"""

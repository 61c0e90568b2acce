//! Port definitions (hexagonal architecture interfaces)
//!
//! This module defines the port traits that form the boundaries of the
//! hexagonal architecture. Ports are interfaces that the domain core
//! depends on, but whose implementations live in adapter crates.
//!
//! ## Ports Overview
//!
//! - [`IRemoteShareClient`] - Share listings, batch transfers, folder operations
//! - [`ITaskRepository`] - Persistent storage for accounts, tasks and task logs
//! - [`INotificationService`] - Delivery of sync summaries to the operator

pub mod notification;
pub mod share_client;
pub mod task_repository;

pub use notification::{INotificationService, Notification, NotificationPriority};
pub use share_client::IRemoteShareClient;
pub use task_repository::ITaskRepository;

"""
"""

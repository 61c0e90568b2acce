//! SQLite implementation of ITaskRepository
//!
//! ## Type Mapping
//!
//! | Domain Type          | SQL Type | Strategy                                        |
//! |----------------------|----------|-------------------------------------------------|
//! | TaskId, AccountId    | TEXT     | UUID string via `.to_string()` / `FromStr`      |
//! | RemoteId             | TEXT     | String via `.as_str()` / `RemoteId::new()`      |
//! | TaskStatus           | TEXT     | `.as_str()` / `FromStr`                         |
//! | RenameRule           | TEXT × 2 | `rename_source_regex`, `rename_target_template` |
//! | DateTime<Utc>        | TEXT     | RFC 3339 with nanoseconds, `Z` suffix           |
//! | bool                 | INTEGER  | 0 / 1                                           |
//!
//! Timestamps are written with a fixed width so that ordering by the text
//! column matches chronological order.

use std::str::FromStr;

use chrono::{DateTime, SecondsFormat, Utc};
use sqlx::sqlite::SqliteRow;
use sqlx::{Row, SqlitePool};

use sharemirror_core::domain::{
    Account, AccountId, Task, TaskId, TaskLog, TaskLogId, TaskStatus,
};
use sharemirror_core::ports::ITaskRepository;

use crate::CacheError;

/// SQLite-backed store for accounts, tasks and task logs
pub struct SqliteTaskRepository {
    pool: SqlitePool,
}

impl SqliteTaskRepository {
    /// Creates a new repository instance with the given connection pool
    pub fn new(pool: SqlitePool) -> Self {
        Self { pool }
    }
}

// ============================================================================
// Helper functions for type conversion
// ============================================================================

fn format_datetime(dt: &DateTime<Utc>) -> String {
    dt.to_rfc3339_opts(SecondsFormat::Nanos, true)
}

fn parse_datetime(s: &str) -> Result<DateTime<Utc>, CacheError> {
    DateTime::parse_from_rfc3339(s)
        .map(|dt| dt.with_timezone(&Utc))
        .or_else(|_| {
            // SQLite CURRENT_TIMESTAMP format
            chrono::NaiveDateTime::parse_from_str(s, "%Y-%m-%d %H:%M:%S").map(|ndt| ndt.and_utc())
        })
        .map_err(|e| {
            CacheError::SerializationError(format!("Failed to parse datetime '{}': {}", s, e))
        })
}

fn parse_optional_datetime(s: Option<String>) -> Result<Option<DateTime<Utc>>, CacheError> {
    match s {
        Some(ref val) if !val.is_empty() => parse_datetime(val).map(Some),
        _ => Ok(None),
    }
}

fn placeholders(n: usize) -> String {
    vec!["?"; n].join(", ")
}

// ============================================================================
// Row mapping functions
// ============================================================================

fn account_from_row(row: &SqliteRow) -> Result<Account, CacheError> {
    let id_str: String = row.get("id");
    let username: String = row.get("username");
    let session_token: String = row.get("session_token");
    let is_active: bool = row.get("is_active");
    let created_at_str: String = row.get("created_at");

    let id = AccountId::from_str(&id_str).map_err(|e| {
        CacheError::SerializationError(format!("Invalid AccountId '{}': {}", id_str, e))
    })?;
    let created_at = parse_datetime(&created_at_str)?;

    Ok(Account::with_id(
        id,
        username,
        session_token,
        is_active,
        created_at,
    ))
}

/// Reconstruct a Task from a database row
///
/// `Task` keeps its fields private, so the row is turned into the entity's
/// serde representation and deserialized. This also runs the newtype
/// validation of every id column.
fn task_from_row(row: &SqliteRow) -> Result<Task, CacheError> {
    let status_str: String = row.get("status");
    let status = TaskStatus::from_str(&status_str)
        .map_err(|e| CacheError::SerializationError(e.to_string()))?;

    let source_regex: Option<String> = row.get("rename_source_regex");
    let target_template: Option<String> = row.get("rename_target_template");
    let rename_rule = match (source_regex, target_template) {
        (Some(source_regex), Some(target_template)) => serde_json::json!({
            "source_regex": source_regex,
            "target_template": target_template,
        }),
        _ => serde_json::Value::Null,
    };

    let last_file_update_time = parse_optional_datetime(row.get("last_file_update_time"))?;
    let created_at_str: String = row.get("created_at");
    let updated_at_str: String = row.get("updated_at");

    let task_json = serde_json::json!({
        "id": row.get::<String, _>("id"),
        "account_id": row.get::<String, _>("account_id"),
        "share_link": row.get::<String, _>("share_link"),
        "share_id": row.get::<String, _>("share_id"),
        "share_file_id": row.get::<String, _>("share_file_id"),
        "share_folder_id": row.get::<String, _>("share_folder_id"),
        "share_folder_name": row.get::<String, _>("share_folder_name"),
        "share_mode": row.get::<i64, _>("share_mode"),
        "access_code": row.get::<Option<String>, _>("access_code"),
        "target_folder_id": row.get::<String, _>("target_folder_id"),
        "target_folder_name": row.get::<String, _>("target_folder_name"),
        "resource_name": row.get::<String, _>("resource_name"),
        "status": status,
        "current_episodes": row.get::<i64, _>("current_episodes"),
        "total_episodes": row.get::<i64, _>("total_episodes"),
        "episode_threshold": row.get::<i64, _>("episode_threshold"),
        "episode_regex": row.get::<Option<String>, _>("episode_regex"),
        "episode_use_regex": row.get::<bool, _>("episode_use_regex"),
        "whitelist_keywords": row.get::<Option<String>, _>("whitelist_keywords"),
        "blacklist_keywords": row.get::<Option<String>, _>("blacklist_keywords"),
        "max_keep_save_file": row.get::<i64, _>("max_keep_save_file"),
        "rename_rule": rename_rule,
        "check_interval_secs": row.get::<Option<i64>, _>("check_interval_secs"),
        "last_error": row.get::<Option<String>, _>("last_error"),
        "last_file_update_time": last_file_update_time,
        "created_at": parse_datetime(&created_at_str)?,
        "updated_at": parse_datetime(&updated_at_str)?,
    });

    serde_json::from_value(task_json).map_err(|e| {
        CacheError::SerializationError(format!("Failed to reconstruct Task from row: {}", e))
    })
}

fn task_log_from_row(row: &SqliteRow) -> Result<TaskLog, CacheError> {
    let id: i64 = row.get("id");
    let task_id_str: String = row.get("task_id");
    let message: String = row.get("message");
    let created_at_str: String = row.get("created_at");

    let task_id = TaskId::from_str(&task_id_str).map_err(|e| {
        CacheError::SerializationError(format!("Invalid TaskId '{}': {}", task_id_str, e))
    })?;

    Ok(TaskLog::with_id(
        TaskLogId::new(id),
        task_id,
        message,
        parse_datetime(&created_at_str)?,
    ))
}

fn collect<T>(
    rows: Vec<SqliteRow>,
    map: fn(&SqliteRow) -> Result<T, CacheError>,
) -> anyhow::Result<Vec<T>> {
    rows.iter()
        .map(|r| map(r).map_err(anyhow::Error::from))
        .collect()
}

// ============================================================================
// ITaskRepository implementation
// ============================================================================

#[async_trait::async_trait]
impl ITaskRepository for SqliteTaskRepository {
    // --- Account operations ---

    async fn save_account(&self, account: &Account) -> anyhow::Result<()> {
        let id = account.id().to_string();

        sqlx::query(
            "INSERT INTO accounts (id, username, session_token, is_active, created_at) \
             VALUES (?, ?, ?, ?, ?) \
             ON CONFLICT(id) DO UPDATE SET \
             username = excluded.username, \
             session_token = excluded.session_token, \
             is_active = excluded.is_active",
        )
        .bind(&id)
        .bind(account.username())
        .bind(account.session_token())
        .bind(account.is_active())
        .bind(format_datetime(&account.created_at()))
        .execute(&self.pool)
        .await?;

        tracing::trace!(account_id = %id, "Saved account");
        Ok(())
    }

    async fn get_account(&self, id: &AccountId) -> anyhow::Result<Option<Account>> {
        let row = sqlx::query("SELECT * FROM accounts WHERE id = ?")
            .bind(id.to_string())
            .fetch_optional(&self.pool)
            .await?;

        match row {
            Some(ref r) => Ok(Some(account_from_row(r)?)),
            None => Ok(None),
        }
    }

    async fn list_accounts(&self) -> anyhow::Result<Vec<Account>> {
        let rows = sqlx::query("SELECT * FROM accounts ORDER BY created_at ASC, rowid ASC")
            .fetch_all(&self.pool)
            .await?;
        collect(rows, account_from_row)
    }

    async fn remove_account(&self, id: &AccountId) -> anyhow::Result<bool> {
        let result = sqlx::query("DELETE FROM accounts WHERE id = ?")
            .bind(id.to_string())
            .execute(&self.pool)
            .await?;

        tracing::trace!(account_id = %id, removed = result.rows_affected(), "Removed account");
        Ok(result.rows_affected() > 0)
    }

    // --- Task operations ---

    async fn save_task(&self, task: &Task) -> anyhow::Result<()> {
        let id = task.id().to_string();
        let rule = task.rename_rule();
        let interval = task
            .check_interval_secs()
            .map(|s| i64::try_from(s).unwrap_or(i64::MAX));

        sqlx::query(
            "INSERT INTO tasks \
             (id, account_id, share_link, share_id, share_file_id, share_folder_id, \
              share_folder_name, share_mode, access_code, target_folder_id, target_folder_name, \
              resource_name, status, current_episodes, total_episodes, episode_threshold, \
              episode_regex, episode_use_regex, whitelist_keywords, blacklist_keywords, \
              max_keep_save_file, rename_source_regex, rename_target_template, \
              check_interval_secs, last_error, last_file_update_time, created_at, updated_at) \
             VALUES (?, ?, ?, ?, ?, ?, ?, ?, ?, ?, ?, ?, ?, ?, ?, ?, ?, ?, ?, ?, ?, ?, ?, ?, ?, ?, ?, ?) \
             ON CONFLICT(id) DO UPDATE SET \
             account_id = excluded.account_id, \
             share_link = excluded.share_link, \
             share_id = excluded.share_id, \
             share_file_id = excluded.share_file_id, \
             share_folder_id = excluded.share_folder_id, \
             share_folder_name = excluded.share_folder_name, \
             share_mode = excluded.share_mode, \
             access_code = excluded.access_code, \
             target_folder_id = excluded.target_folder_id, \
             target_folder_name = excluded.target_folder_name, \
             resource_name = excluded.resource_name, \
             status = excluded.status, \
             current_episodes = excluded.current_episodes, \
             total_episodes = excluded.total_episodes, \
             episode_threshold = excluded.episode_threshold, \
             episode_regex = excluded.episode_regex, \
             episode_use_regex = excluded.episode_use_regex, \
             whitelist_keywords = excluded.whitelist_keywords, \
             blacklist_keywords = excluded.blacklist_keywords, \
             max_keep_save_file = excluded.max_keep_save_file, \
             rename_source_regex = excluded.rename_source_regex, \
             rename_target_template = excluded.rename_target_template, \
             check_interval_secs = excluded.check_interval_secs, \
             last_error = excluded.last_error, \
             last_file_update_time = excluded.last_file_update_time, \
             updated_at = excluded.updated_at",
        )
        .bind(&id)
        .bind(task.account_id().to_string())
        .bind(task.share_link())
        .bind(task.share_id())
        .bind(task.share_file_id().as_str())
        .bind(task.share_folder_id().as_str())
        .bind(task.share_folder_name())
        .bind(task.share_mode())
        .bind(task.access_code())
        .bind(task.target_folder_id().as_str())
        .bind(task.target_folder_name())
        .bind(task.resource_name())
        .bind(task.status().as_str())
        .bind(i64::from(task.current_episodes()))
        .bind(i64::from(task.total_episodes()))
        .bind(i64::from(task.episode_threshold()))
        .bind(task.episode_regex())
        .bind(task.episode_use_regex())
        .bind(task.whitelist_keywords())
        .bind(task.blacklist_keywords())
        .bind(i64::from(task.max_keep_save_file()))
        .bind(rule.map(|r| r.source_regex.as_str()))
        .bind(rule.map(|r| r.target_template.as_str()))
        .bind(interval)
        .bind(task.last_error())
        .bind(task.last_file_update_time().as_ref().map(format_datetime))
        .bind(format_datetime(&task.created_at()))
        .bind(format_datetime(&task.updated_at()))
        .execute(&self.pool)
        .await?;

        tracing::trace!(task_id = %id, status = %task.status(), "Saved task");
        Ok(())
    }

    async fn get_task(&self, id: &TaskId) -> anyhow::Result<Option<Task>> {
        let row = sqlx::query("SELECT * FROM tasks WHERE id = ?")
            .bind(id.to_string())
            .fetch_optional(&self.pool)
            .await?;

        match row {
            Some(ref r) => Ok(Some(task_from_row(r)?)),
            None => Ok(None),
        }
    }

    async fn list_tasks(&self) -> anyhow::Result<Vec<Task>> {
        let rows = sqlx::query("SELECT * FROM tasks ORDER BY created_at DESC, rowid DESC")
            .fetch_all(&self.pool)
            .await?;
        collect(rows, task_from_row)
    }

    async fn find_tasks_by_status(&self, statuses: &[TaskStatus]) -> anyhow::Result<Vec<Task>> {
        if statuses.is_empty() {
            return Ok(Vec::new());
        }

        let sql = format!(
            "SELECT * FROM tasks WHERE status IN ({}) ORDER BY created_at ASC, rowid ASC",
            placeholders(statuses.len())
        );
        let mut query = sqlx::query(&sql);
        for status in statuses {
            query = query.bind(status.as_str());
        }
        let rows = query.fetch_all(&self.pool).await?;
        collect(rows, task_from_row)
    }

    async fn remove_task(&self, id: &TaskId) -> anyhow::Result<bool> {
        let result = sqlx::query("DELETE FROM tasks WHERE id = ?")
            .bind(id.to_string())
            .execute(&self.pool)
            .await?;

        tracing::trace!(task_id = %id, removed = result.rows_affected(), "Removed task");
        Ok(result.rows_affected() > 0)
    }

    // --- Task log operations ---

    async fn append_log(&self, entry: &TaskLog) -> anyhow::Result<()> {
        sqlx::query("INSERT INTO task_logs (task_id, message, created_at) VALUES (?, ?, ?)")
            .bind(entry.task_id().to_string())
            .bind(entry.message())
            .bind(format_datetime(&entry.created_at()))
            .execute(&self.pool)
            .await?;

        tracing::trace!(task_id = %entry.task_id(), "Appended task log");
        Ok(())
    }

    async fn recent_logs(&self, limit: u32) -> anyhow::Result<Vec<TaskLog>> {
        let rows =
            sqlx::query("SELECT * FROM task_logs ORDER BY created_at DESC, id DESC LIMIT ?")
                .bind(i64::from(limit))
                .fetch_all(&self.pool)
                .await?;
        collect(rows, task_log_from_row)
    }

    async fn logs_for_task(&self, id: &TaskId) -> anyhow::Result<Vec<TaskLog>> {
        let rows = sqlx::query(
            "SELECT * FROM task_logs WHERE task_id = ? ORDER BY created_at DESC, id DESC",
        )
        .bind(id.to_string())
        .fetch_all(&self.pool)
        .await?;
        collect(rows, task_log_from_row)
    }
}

"""

- _Problem requirements_:
Go through the data above and return each line containing the string "DELETE".

- _The answer_:
        let result = sqlx::query("DELETE FROM accounts WHERE id = ?")
        let result = sqlx::query("DELETE FROM tasks WHERE id = ?")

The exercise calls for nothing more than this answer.